Registrant’s telephone number, including area code: (203) 319-4700

Former name or former address, if changed since last report: N/A

Check the appropriate box below if the Form 8-K filing is intended to simultaneously satisfy the filing obligation of the registrant under any of the following provisions (see General Instructions A.2.):

o               Written communications pursuant to Rule 425 under the Securities Act (17 CFR 230.425)

o               Soliciting material pursuant to Rule 14a-12 under the Exchange Act (17 CFR 240.14a-12)

o               Pre-commencement communications pursuant to Rule 14d-2(b) under the Exchange Act (17 CFR 240.14d-2(b))
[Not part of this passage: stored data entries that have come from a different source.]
//! Domain-focused tests for task records and display ordering.

use crate::task::domain::{Priority, Task, TaskId, sort_for_display};
use chrono::NaiveDateTime;
use mockable::DefaultClock;
use rstest::{fixture, rstest};

#[fixture]
fn clock() -> DefaultClock {
    DefaultClock
}

#[rstest]
fn new_task_generates_unique_identifiers(clock: DefaultClock) {
    let first = Task::new("Buy milk", None, Priority::MEDIUM, &clock);
    let second = Task::new("Buy milk", None, Priority::MEDIUM, &clock);

    assert_ne!(first.id(), second.id());
    assert!(!first.completed());
    assert_eq!(first.priority(), Priority::MEDIUM);
    assert_eq!(first.title(), "Buy milk");
    assert!(first.description().is_none());
}

#[rstest]
fn created_at_uses_minute_precision_format(clock: DefaultClock) {
    let task = Task::new("Stamped", None, Priority::LOW, &clock);

    NaiveDateTime::parse_from_str(task.created_at(), "%Y-%m-%d %H:%M")
        .expect("created_at should use the YYYY-MM-DD HH:MM format");
}

#[rstest]
fn toggle_is_self_inverse_and_preserves_created_at(clock: DefaultClock) {
    let mut task = Task::new("Flip me", None, Priority::LOW, &clock);
    let created = task.created_at().to_owned();

    task.toggle();
    assert!(task.completed());

    task.toggle();
    assert!(!task.completed());
    assert_eq!(task.created_at(), created);
}

#[rstest]
fn task_serialises_to_the_flat_wire_shape(clock: DefaultClock) {
    let task = Task::new("Wire", Some("shape".to_owned()), Priority::HIGH, &clock);

    let value = serde_json::to_value(&task).expect("task should serialise");
    let object = value.as_object().expect("task serialises as an object");
    let mut keys: Vec<&str> = object.keys().map(String::as_str).collect();
    keys.sort_unstable();

    assert_eq!(
        keys,
        ["completed", "created_at", "description", "id", "priority", "title"]
    );
    assert_eq!(object.get("priority"), Some(&serde_json::json!(3)));
    assert_eq!(object.get("completed"), Some(&serde_json::json!(false)));
}

#[rstest]
fn deserialisation_applies_the_form_path_defaults() {
    let task: Task = serde_json::from_value(serde_json::json!({
        "id": "client-1",
        "title": "From the wire",
        "created_at": "2031-12-24 18:05",
    }))
    .expect("minimal payload should deserialise");

    assert_eq!(task.id(), &TaskId::from("client-1"));
    assert!(task.description().is_none());
    assert!(!task.completed());
    assert_eq!(task.priority(), Priority::LOW);
    assert_eq!(task.created_at(), "2031-12-24 18:05");
}

#[rstest]
fn out_of_range_priorities_round_trip_untouched() {
    let task: Task = serde_json::from_value(serde_json::json!({
        "id": "client-2",
        "title": "Severity nine",
        "created_at": "2031-12-24 18:06",
        "priority": 9,
    }))
    .expect("payload should deserialise");

    assert_eq!(task.priority(), Priority::new(9));

    let value = serde_json::to_value(&task).expect("task should serialise");
    assert_eq!(value.get("priority"), Some(&serde_json::json!(9)));
}

#[rstest]
fn display_order_puts_higher_priority_first(clock: DefaultClock) {
    let milk = Task::new("Buy milk", None, Priority::MEDIUM, &clock);
    let bug = Task::new("Fix bug", None, Priority::HIGH, &clock);

    let mut tasks = vec![milk, bug];
    sort_for_display(&mut tasks);

    let titles: Vec<&str> = tasks.iter().map(Task::title).collect();
    assert_eq!(titles, ["Fix bug", "Buy milk"]);
}

#[rstest]
fn completed_tasks_sort_behind_every_incomplete_task(clock: DefaultClock) {
    let mut urgent = Task::new("Ship release", None, Priority::HIGH, &clock);
    let chore = Task::new("Water plants", None, Priority::LOW, &clock);
    urgent.toggle();

    let mut tasks = vec![urgent, chore];
    sort_for_display(&mut tasks);

    let titles: Vec<&str> = tasks.iter().map(Task::title).collect();
    assert_eq!(titles, ["Water plants", "Ship release"]);
}

#[rstest]
fn display_order_keeps_insertion_order_on_ties(clock: DefaultClock) {
    let first = Task::new("First", None, Priority::MEDIUM, &clock);
    let second = Task::new("Second", None, Priority::MEDIUM, &clock);

    let mut tasks = vec![first, second];
    sort_for_display(&mut tasks);

    let titles: Vec<&str> = tasks.iter().map(Task::title).collect();
    assert_eq!(titles, ["First", "Second"]);
}
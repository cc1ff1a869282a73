//! JSON task API handlers.
//!
//! The API mirrors the page routes over the same store but returns tasks
//! in insertion order and, on the create path, trusts the caller-supplied
//! record verbatim (identifier included).

use axum::{
    Json,
    extract::{Path, State},
};

use crate::task::domain::{Task, TaskId};
use crate::web::{error::WebError, state::AppState};

/// `GET /api/todos` — all tasks in insertion order.
pub async fn list_todos(State(state): State<AppState>) -> Result<Json<Vec<Task>>, WebError> {
    Ok(Json(state.board().list().await?))
}

/// `GET /api/todos/{id}` — a single task.
///
/// Answers 404 when the identifier is unknown.
pub async fn get_todo(
    State(state): State<AppState>,
    Path(id): Path<String>,
) -> Result<Json<Task>, WebError> {
    let task_id = TaskId::from(id);
    let task = state
        .board()
        .find(&task_id)
        .await?
        .ok_or_else(|| WebError::NotFound(task_id))?;
    Ok(Json(task))
}

/// `POST /api/todos` — adopts a caller-formed task and echoes it back.
///
/// Answers 400 when a task with the supplied identifier already exists;
/// the store is left unchanged.
pub async fn create_todo(
    State(state): State<AppState>,
    Json(task): Json<Task>,
) -> Result<Json<Task>, WebError> {
    Ok(Json(state.board().import(task).await?))
}
//! Identifier types for the task domain.

use serde::{Deserialize, Serialize};
use std::fmt;
use uuid::Uuid;

/// Opaque unique identifier for a task record.
///
/// Identifiers generated by the board are UUIDv4 strings. Identifiers
/// supplied by API clients are stored verbatim, so the wrapper guarantees
/// nothing about the format — only uniqueness within a store.
#[derive(Debug, Clone, PartialEq, Eq, Hash, Serialize, Deserialize)]
#[serde(transparent)]
pub struct TaskId(String);

impl TaskId {
    /// Creates a new random (UUIDv4) task identifier.
    #[must_use]
    pub fn generate() -> Self {
        Self(Uuid::new_v4().to_string())
    }

    /// Wraps an externally supplied identifier verbatim.
    #[must_use]
    pub fn new(value: impl Into<String>) -> Self {
        Self(value.into())
    }

    /// Returns the identifier as `str`.
    #[must_use]
    pub fn as_str(&self) -> &str {
        &self.0
    }
}

impl From<String> for TaskId {
    fn from(value: String) -> Self {
        Self(value)
    }
}

impl From<&str> for TaskId {
    fn from(value: &str) -> Self {
        Self(value.to_owned())
    }
}

impl AsRef<str> for TaskId {
    fn as_ref(&self) -> &str {
        self.as_str()
    }
}

impl fmt::Display for TaskId {
    fn fmt(&self, f: &mut fmt::Formatter<'_>) -> fmt::Result {
        write!(f, "{}", self.0)
    }
}
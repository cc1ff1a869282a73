//! HTTP surface: the server-rendered board page and the JSON task API.
//!
//! Two handler sets share one store through [`state::AppState`]:
//!
//! - Page routes: `GET /`, `POST /add`, `GET /toggle/{id}`,
//!   `GET /delete/{id}` — HTML and 303 redirects.
//! - API routes: `GET|POST /api/todos`, `GET /api/todos/{id}` — JSON.
//!
//! Unknown identifiers answer 404 and duplicate identifiers on the API
//! create path answer 400, both with JSON error bodies.

pub mod error;
pub mod handlers;
pub mod state;
mod templates;

use axum::{
    Router,
    routing::{get, post},
};
use std::net::SocketAddr;
use tower_http::trace::TraceLayer;
use tracing::info;

use self::state::AppState;

/// Builds the application router over the given state.
#[must_use]
pub fn router(state: AppState) -> Router {
    Router::new()
        .route("/", get(handlers::pages::index))
        .route("/add", post(handlers::pages::add))
        .route("/toggle/{id}", get(handlers::pages::toggle))
        .route("/delete/{id}", get(handlers::pages::delete))
        .route(
            "/api/todos",
            get(handlers::api::list_todos).post(handlers::api::create_todo),
        )
        .route("/api/todos/{id}", get(handlers::api::get_todo))
        .layer(TraceLayer::new_for_http())
        .with_state(state)
}

/// Starts the HTTP server on the given address.
///
/// # Errors
///
/// Returns the underlying I/O error when the listener cannot be bound or
/// the server fails while running.
pub async fn serve(addr: SocketAddr, state: AppState) -> std::io::Result<()> {
    let app = router(state);
    let listener = tokio::net::TcpListener::bind(addr).await?;
    info!("task board listening on http://{addr}");
    axum::serve(listener, app)
        .await
        .map_err(std::io::Error::other)
}
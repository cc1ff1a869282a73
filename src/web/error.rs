//! Error mapping from board failures to HTTP responses.

use axum::{
    Json,
    http::StatusCode,
    response::{IntoResponse, Response},
};
use serde_json::json;
use thiserror::Error;

use crate::task::{
    domain::TaskId,
    ports::TaskRepositoryError,
    services::TaskBoardError,
};

/// Client-facing errors produced by the web layer.
///
/// Every variant renders as a JSON body `{"error": "<message>"}` with the
/// matching status code, on both the page routes and the API routes.
#[derive(Debug, Error)]
pub enum WebError {
    /// No task has the requested identifier.
    #[error("task not found: {0}")]
    NotFound(TaskId),

    /// A task with the requested identifier already exists.
    #[error("a task with id {0} already exists")]
    Conflict(TaskId),

    /// Page template rendering failed.
    #[error("template rendering failed: {reason}")]
    Template {
        /// Rendering failure detail.
        reason: String,
    },

    /// The task store failed.
    #[error("storage error: {reason}")]
    Storage {
        /// Storage failure detail.
        reason: String,
    },
}

impl WebError {
    /// Returns the HTTP status code for this error.
    #[must_use]
    pub const fn status(&self) -> StatusCode {
        match self {
            Self::NotFound(_) => StatusCode::NOT_FOUND,
            Self::Conflict(_) => StatusCode::BAD_REQUEST,
            Self::Template { .. } | Self::Storage { .. } => StatusCode::INTERNAL_SERVER_ERROR,
        }
    }
}

impl From<TaskBoardError> for WebError {
    fn from(error: TaskBoardError) -> Self {
        match error {
            TaskBoardError::Repository(TaskRepositoryError::NotFound(id)) => Self::NotFound(id),
            TaskBoardError::Repository(TaskRepositoryError::DuplicateTask(id)) => {
                Self::Conflict(id)
            }
            TaskBoardError::Repository(TaskRepositoryError::Storage(source)) => Self::Storage {
                reason: source.to_string(),
            },
        }
    }
}

impl From<minijinja::Error> for WebError {
    fn from(error: minijinja::Error) -> Self {
        Self::Template {
            reason: error.to_string(),
        }
    }
}

impl IntoResponse for WebError {
    fn into_response(self) -> Response {
        (self.status(), Json(json!({ "error": self.to_string() }))).into_response()
    }
}
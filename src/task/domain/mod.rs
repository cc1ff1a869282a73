//! Domain model for the prioritised to-do board.
//!
//! The task domain models board entries — identity, text content,
//! completion state, priority, and the creation timestamp — along with the
//! display ordering rule, keeping transport and storage concerns outside
//! of the domain boundary. There is deliberately no input validation: the
//! board stores what it is given.

mod ids;
mod priority;
mod task;

pub use ids::TaskId;
pub use priority::Priority;
pub use task::{Task, sort_for_display};
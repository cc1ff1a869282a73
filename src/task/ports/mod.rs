//! Port contracts for the task bounded context.
//!
//! Ports define infrastructure-agnostic interfaces used by board services.

pub mod repository;

pub use repository::{TaskRepository, TaskRepositoryError, TaskRepositoryResult};
//! Server-rendered board page and form handlers.
//!
//! Mutating page routes answer 303 so the browser lands back on `GET /`
//! after every action.

use axum::{
    Form,
    extract::{Path, State},
    response::{Html, Redirect},
};
use serde::Deserialize;

use crate::task::{
    domain::{Priority, TaskId},
    services::NewTaskRequest,
};
use crate::web::{error::WebError, state::AppState, templates};

/// Form fields for creating a task from the board page.
#[derive(Debug, Deserialize)]
pub struct AddTaskForm {
    /// Task title.
    pub title: String,
    /// Optional free-text description.
    pub description: Option<String>,
    /// Priority level; absent means low.
    pub priority: Option<i64>,
}

/// `GET /` — renders the board with tasks in display order.
pub async fn index(State(state): State<AppState>) -> Result<Html<String>, WebError> {
    let tasks = state.board().list_for_display().await?;
    let page = templates::render_index(&tasks)?;
    Ok(Html(page))
}

/// `POST /add` — creates a task from form fields and redirects to the
/// board.
pub async fn add(
    State(state): State<AppState>,
    Form(form): Form<AddTaskForm>,
) -> Result<Redirect, WebError> {
    let mut request = NewTaskRequest::new(form.title);
    if let Some(description) = form.description {
        request = request.with_description(description);
    }
    if let Some(priority) = form.priority {
        request = request.with_priority(Priority::new(priority));
    }
    state.board().create(request).await?;
    Ok(Redirect::to("/"))
}

/// `GET /toggle/{id}` — flips completion and redirects to the board.
///
/// Answers 404 when the identifier is unknown.
pub async fn toggle(
    State(state): State<AppState>,
    Path(id): Path<String>,
) -> Result<Redirect, WebError> {
    state.board().toggle(&TaskId::from(id)).await?;
    Ok(Redirect::to("/"))
}

/// `GET /delete/{id}` — removes the task and redirects to the board.
///
/// Answers 404 when the identifier is unknown.
pub async fn delete(
    State(state): State<AppState>,
    Path(id): Path<String>,
) -> Result<Redirect, WebError> {
    state.board().delete(&TaskId::from(id)).await?;
    Ok(Redirect::to("/"))
}
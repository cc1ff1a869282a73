//! Server binary for the eisenhower task board.

use clap::Parser;
use eisenhower::web::{self, state::AppState};
use std::net::{IpAddr, Ipv4Addr, SocketAddr};
use tracing::info;

#[derive(Parser)]
#[command(name = "eisenhower", about = "Prioritised in-memory to-do board", version)]
struct Args {
    /// Address to bind the HTTP server to
    #[arg(long, env = "EISENHOWER_BIND", default_value_t = IpAddr::V4(Ipv4Addr::UNSPECIFIED))]
    bind: IpAddr,

    /// HTTP server port
    #[arg(long, env = "EISENHOWER_PORT", default_value_t = 8000)]
    port: u16,

    /// Log filter (trace, debug, info, warn, error)
    #[arg(long, env = "EISENHOWER_LOG", default_value = "info")]
    log: String,
}

#[tokio::main]
async fn main() -> std::io::Result<()> {
    let args = Args::parse();

    tracing_subscriber::fmt()
        .with_env_filter(args.log)
        .compact()
        .init();

    let addr = SocketAddr::new(args.bind, args.port);
    info!("starting task board on {addr}");
    web::serve(addr, AppState::new()).await
}
//! Request handlers for the board page and the JSON API.

pub mod api;
pub mod pages;
//! Eisenhower: a prioritised in-memory to-do board served over HTTP.
//!
//! The board holds an ordered collection of task records with create,
//! list, toggle-complete, and delete operations, exposed through a
//! server-rendered HTML page and a parallel JSON API. State is volatile
//! and scoped to the process lifetime.
//!
//! # Architecture
//!
//! The task bounded context follows hexagonal architecture principles:
//!
//! - **Domain**: Pure board logic with no infrastructure dependencies
//! - **Ports**: Abstract trait interfaces for storage
//! - **Adapters**: Concrete port implementations (in-memory only)
//!
//! The [`web`] module is the delivery mechanism: an axum router whose
//! handlers borrow the board service from shared application state.
//!
//! # Modules
//!
//! - [`task`]: Board domain, store contract, and orchestration
//! - [`web`]: HTTP routes, handlers, and error mapping

pub mod task;
pub mod web;
impl Vault {
    /// Constructs a vault handle for `path`.
    ///
    /// Never touches the file; the initial state is [`VaultState::Locked`]
    /// when the file exists and [`VaultState::NoVault`] otherwise.
    #[must_use]
    pub fn new(path: impl Into<PathBuf>) -> Self {
        let path = path.into();
        let state = if path.exists() {
            VaultState::Locked
        } else {
            VaultState::NoVault
        };
        Self {
            path,
            state,
            salt: [0u8; SALT_BYTES],
            kdf_params: KdfParams::MODERATE,
            notes_subkey: None,
            verify_subkey: None,
            settings_subkey: None,
            db_subkey: None,
        }
    }

    /// Current lifecycle state.
    #[must_use]
    pub fn state(&self) -> VaultState {
        self.state
    }

    /// `true` when subkeys are in memory.
    #[must_use]
    pub fn is_unlocked(&self) -> bool {
        self.state == VaultState::Unlocked
    }

    /// The database file path this vault was constructed for.
    #[must_use]
    pub fn path(&self) -> &Path {
        &self.path
    }

    /// Creates a new vault protected by `password`.
    ///
    /// Returns `Ok(false)` when a vault file already exists. On success the
    /// salt sidecar is durable, the store is encrypted from birth, the schema
    /// and verification token are in place, and the vault is unlocked.
    ///
    /// # Errors
    ///
    /// [`VaultError::KeyDerivation`] or [`VaultError::Storage`]. A failure
    /// leaves the vault locked with no key material in memory.
    pub fn create(&mut self, password: &str) -> VaultResult<bool> {
        if self.path.exists() {
            return Ok(false);
        }

        let derived = crypto::derive_master_key(password, None, KdfParams::MODERATE)?;

        // The sidecar must be durable before the encrypted file can exist:
        // an interrupted create must never produce a store whose salt is
        // unrecoverable.
        salt::write_salt(&self.path, &derived.salt)?;

        let db_subkey = crypto::derive_subkey(&derived.master_key, SUBKEY_DATABASE)?;
        let store = PageStore::open_encrypted(&self.path, db_subkey.as_bytes())?;
        ensure_schema(store.conn())?;
        replace_vault_meta(store.conn(), &derived.salt, KdfParams::MODERATE)?;

        let verify_subkey = crypto::derive_subkey(&derived.master_key, SUBKEY_VERIFY)?;
        store_verify_token(store.conn(), &verify_subkey)?;

        let notes_subkey = crypto::derive_subkey(&derived.master_key, SUBKEY_NOTES)?;
        let settings_subkey = crypto::derive_subkey(&derived.master_key, SUBKEY_SETTINGS)?;

        self.salt = derived.salt;
        self.kdf_params = KdfParams::MODERATE;
        self.db_subkey = Some(db_subkey);
        self.verify_subkey = Some(verify_subkey);
        self.notes_subkey = Some(notes_subkey);
        self.settings_subkey = Some(settings_subkey);
        self.state = VaultState::Unlocked;
        log::debug!("vault created at {}", self.path.display());
        Ok(true)
    }

    /// Unlocks an existing vault with `password`.
    ///
    /// Returns `Ok(false)` on a wrong password, with all key material wiped.
    /// A database file without a salt sidecar is treated as a legacy
    /// plaintext-store vault and migrated in place (see the module docs on
    /// [`super::migrate`]). Unlocking an already-unlocked vault is a no-op
    /// returning `Ok(true)`.
    ///
    /// # Errors
    ///
    /// [`VaultError::Missing`] when no file exists, [`VaultError::Corrupt`]
    /// when the sidecar and metadata disagree or singleton rows are
    /// malformed, plus derivation and storage errors.
    pub fn unlock(&mut self, password: &str) -> VaultResult<bool> {
        if !self.path.exists() {
            self.state = VaultState::NoVault;
            return Err(VaultError::Missing);
        }
        if self.state == VaultState::Unlocked {
            return Ok(true);
        }

        let Some(file_salt) = salt::read_salt(&self.path)? else {
            return self.migrate_and_unlock(password);
        };

        let derived = crypto::derive_master_key(password, Some(file_salt), self.kdf_params)?;
        let db_subkey = crypto::derive_subkey(&derived.master_key, SUBKEY_DATABASE)?;

        // A wrong password produces a wrong page key, which fails
        // authentication on the first page read.
        let store = match PageStore::open_encrypted(&self.path, db_subkey.as_bytes()) {
            Ok(store) => store,
            Err(DbError::KeyRejected) => {
                self.state = VaultState::Locked;
                return Ok(false);
            }
            Err(err) => return Err(err.into()),
        };

        let meta = load_vault_meta(store.conn())?;
        if meta.salt != file_salt {
            self.state = VaultState::Locked;
            return Err(VaultError::Corrupt(
                "salt sidecar disagrees with vault metadata".to_string(),
            ));
        }

        let verify_subkey = crypto::derive_subkey(&derived.master_key, SUBKEY_VERIFY)?;
        let token = load_verify_token(store.conn())?;
        match crypto::decrypt(&token, &verify_subkey, &[]) {
            Ok(plaintext) if plaintext.as_slice() == VERIFY_MARKER => {}
            _ => {
                self.wipe_keys();
                self.state = VaultState::Locked;
                return Ok(false);
            }
        }

        let notes_subkey = crypto::derive_subkey(&derived.master_key, SUBKEY_NOTES)?;
        let settings_subkey = crypto::derive_subkey(&derived.master_key, SUBKEY_SETTINGS)?;

        ensure_schema(store.conn())?;

        self.salt = file_salt;
        self.kdf_params = KdfParams {
            opslimit: meta.opslimit,
            memlimit: meta.memlimit,
        };
        self.db_subkey = Some(db_subkey);
        self.verify_subkey = Some(verify_subkey);
        self.notes_subkey = Some(notes_subkey);
        self.settings_subkey = Some(settings_subkey);
        self.state = VaultState::Unlocked;
        Ok(true)
    }

    /// Locks the vault, wiping all key material.
    ///
    /// The state returns to [`VaultState::Locked`], or [`VaultState::NoVault`]
    /// if the file has disappeared.
    pub fn lock(&mut self) {
        self.wipe_keys();
        self.state = if self.path.exists() {
            VaultState::Locked
        } else {
            VaultState::NoVault
        };
    }

    /// Changes the vault password, re-encrypting every record.
    ///
    /// Returns `Ok(false)` when `current_password` is wrong; nothing is
    /// written in that case. Otherwise all note envelopes, the verify token,
    /// the settings row, and the metadata are rewritten under fresh subkeys
    /// inside one exclusive transaction, then the page store file key is
    /// replaced and the salt sidecar overwritten.
    ///
    /// Any failure before the commit rolls back and leaves the vault usable
    /// with the current password. Failures after the commit (rekey, sidecar)
    /// are fatal to the session: keys are wiped and the vault locks.
    ///
    /// # Errors
    ///
    /// [`VaultError::Locked`] when called on a locked vault, plus derivation,
    /// corruption, and storage errors.
    pub fn change_password(
        &mut self,
        current_password: &str,
        new_password: &str,
    ) -> VaultResult<bool> {
        if self.state != VaultState::Unlocked {
            return Err(VaultError::Locked);
        }
        let db_subkey = self.db_subkey.as_ref().ok_or(VaultError::Locked)?;
        let notes_subkey = self.notes_subkey.as_ref().ok_or(VaultError::Locked)?;
        let settings_subkey = self.settings_subkey.as_ref().ok_or(VaultError::Locked)?;

        let mut store = PageStore::open_encrypted(&self.path, db_subkey.as_bytes())?;

        // Verify the current password before touching anything.
        let current = crypto::derive_master_key(current_password, Some(self.salt), self.kdf_params)?;
        let candidate_verify = crypto::derive_subkey(&current.master_key, SUBKEY_VERIFY)?;
        let token = load_verify_token(store.conn())?;
        match crypto::decrypt(&token, &candidate_verify, &[]) {
            Ok(plaintext) if plaintext.as_slice() == VERIFY_MARKER => {}
            _ => return Ok(false),
        }

        let new_derived = crypto::derive_master_key(new_password, None, KdfParams::MODERATE)?;
        let new_notes = crypto::derive_subkey(&new_derived.master_key, SUBKEY_NOTES)?;
        let new_verify = crypto::derive_subkey(&new_derived.master_key, SUBKEY_VERIFY)?;
        let new_settings = crypto::derive_subkey(&new_derived.master_key, SUBKEY_SETTINGS)?;
        let new_db = crypto::derive_subkey(&new_derived.master_key, SUBKEY_DATABASE)?;

        // Inner envelope rotation is atomic in SQL.
        {
            let tx = store.transaction(TransactionBehavior::Exclusive)?;
            reencrypt_notes(&tx, notes_subkey, &new_notes)?;
            replace_verify_token(&tx, &new_verify)?;
            reencrypt_settings(&tx, settings_subkey, &new_settings)?;
            replace_vault_meta(&tx, &new_derived.salt, KdfParams::MODERATE)?;
            tx.commit()?;
        }

        // The page-level rekey and sidecar update follow the commit. A
        // failure here leaves the store consistent under the new inner keys
        // but the session cannot continue.
        if let Err(err) = store.rekey(new_db.as_bytes()) {
            self.wipe_keys();
            self.state = VaultState::Locked;
            return Err(err.into());
        }
        if let Err(err) = salt::write_salt(&self.path, &new_derived.salt) {
            self.wipe_keys();
            self.state = VaultState::Locked;
            return Err(err.into());
        }

        self.salt = new_derived.salt;
        self.kdf_params = KdfParams::MODERATE;
        self.notes_subkey = Some(new_notes);
        self.verify_subkey = Some(new_verify);
        self.settings_subkey = Some(new_settings);
        self.db_subkey = Some(new_db);
        log::debug!("vault password changed, all records re-encrypted");
        Ok(true)
    }

    /// The notes subkey, for handing to `NotesRepository` operations.
    ///
    /// # Errors
    ///
    /// [`VaultError::Locked`] when the vault is not unlocked.
    pub fn notes_subkey(&self) -> VaultResult<&SecretBuffer> {
        match (self.state, self.notes_subkey.as_ref()) {
            (VaultState::Unlocked, Some(key)) => Ok(key),
            _ => Err(VaultError::Locked),
        }
    }

    /// The settings subkey.
    ///
    /// # Errors
    ///
    /// [`VaultError::Locked`] when the vault is not unlocked.
    pub fn settings_subkey(&self) -> VaultResult<&SecretBuffer> {
        match (self.state, self.settings_subkey.as_ref()) {
            (VaultState::Unlocked, Some(key)) => Ok(key),
            _ => Err(VaultError::Locked),
        }
    }

    /// The page store subkey, for opening a `NotesRepository` on this vault.
    ///
    /// # Errors
    ///
    /// [`VaultError::Locked`] when the vault is not unlocked.
    pub fn db_subkey(&self) -> VaultResult<&SecretBuffer> {
        match (self.state, self.db_subkey.as_ref()) {
            (VaultState::Unlocked, Some(key)) => Ok(key),
            _ => Err(VaultError::Locked),
        }
    }

    /// Encrypts and stores the settings JSON, replacing any previous row.
    ///
    /// # Errors
    ///
    /// [`VaultError::Locked`] when locked, storage errors otherwise.
    pub fn save_settings(&self, json: &str) -> VaultResult<()> {
        let settings_subkey = self.settings_subkey()?;
        let db_subkey = self.db_subkey()?;

        let store = PageStore::open_encrypted(&self.path, db_subkey.as_bytes())?;
        ensure_schema(store.conn())?;

        let encrypted = crypto::encrypt(json.as_bytes(), settings_subkey, &[])?;
        store.conn().execute("DELETE FROM vault_settings", [])?;
        store.conn().execute(
            "INSERT INTO vault_settings (nonce, ciphertext) VALUES (?1, ?2)",
            params![encrypted.nonce.as_slice(), encrypted.ciphertext],
        )?;
        Ok(())
    }

    /// Loads and decrypts the settings JSON.
    ///
    /// Returns an empty string when no settings row exists.
    ///
    /// # Errors
    ///
    /// [`VaultError::Locked`] when locked; [`VaultError::Corrupt`] when a
    /// row is present but fails to decrypt under the derived key.
    pub fn load_settings(&self) -> VaultResult<String> {
        let settings_subkey = self.settings_subkey()?;
        let db_subkey = self.db_subkey()?;

        let store = PageStore::open_encrypted(&self.path, db_subkey.as_bytes())?;
        ensure_schema(store.conn())?;

        let Some(envelope) = load_settings_row(store.conn())? else {
            return Ok(String::new());
        };
        let plaintext = crypto::decrypt(&envelope, settings_subkey, &[])
            .map_err(|_| VaultError::Corrupt("settings row failed to decrypt".to_string()))?;
        String::from_utf8(plaintext)
            .map_err(|_| VaultError::Corrupt("settings are not valid UTF-8".to_string()))
    }

    pub(super) fn wipe_keys(&mut self) {
        // Dropping a SecretBuffer zeroes its bytes.
        self.notes_subkey = None;
        self.verify_subkey = None;
        self.settings_subkey = None;
        self.db_subkey = None;
    }
}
o               Pre-commencement communications pursuant to Rule 13e-4(c) under the Exchange Act (17 CFR 240.13e-4(c))

 




 

Item 1.01.  Entry into a Material Definitive Agreement

The information set forth below under Item 2.03 is hereby incorporated by reference into this Item 1.01.

Item 2.03.  Creation of a Direct Financial Obligation or an Obligation under an Off-Balance Sheet Arrangement of a Registrant.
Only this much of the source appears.